How coral trade could save the reefs!

Many of us know that problem – you have guests at your home, they admire your reef tank, and at some point the discussion about wild harvest corals starts. Latest when you tell them about the origin of coral, you often get the following or similar answers: “I think that’s not good, because the reefs are in danger.” And often it is hard to justify, unless you have your tank filled exclusively with private frags.

For sure, many of us know, that wild harvest corals in trade are still at a very large number. But just as well we know, that the growth of the scene boosts Bali-Farm corals or for example clams from special clam farms.

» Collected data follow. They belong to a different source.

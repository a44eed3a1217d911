//! Lyrics provider strategies and the resolver that orders them.
//!
//! Each strategy is a trait so the resolver can be driven with mocks in tests.
//! Strategies never return errors: network and parse failures are folded
//! into `Outcome::Empty` with a diagnostic.

pub mod direct;
pub mod genius_api;
pub mod hosts;
pub mod resolver;
pub mod scraper;
pub mod search;

pub use direct::DirectUrlProbe;
pub use genius_api::GeniusApi;
pub use hosts::{default_hosts, ContainerRule, HostRule};
pub use resolver::{LyricsResolver, Resolution};
pub use scraper::{extract_lyrics, PageScraper};
pub use search::SearchFallback;

use crate::batch::EventSink;
use crate::lyrics::{LookupQuery, Outcome, ProviderResult, ProviderSource};
use async_trait::async_trait;

/// Authenticated lyrics lookup, tried before anything else
#[cfg_attr(test, mockall::automock)]
#[async_trait]
pub trait LyricsApi: Send + Sync {
    async fn resolve(&self, query: &LookupQuery) -> Outcome<ProviderResult>;
}

/// Finds a candidate song-page URL on one host
#[cfg_attr(test, mockall::automock)]
#[async_trait]
pub trait UrlLocator: Send + Sync {
    fn source(&self) -> ProviderSource;

    async fn locate(&self, query: &LookupQuery, host: &HostRule) -> Outcome<String>;
}

/// Fetches a song page and pulls the lyric body out of it
#[cfg_attr(test, mockall::automock)]
#[async_trait]
pub trait LyricsScraper: Send + Sync {
    async fn scrape(&self, url: &str, host: &HostRule) -> Outcome<ProviderResult>;
}

/// Full provider chain for one track
#[async_trait]
pub trait TrackResolver: Send + Sync {
    async fn resolve(&self, query: &LookupQuery, events: &dyn EventSink) -> Resolution;
}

Not at least, the clownfish is an example of what great demand leads to. An extensive breeding and supplying the aquarium with selective new color variants. For the industry, it’s always interesting to develop new ways of breeding, if there’s some money earned.

Moreover, I heard out of the trading scene, there’s a great example: Zebrasoma flavescens – Yellow tang! Thus, a certain percentage of the captive wild animals are bred and returned to the wild – more than what would naturally get adult at the reefs.

Scientists at the Roger Williams University (RWU), Boston University (BU), Conservation International (CI) and the New England Aquarium (NEAq) have now released a study on the trade of corals and their long-term effects.

Their assumptions:

  • Between 1990 and mid-2000, the coral trade has increased by 6% per year and has since decreased at 9% per annum. This is first of all a result of the economic situation. The time varies greatly between species and is also a result of the growing number of nano-tanks, the global financial crisis and the growth of aquaculture.
  • A real economic success can be achieved by marinecultured corals. There are long-term efforts to produce a sustainable income to small island countries such as the Solomon Islands and also by the government of Indonesia. Particularly on small islands, the understanding for mother colonies and thus of the nature reefs changed positively in itself.
  • According to the researchers, the trade still evolving rapidly and therefore the export of new species. These are initially very high priced, but however with the delayed feedback from the market getting cheaper by time.
  • The commercial possibilities of corals provide sustainable long-term benefits over a more economical approach to coastal communities and thus a protection of coral reefs.
  • Export bans of some Acropora species by the National Ocean and Atmospheric Administration (NOAA) . Unintentionally, the source of income for many people would be at risk that rely on the reef for a living.

Coral reefs are threatened – no question. These is mostly because of the warming of the oceans and other facts like increased nutrient pollution and overfishing

While Western countries represent the actual cause for the island states are facing more complex problems. Trade can be a more long-term incentive to protect the coral reefs and much more effectively than it can achieve export bans.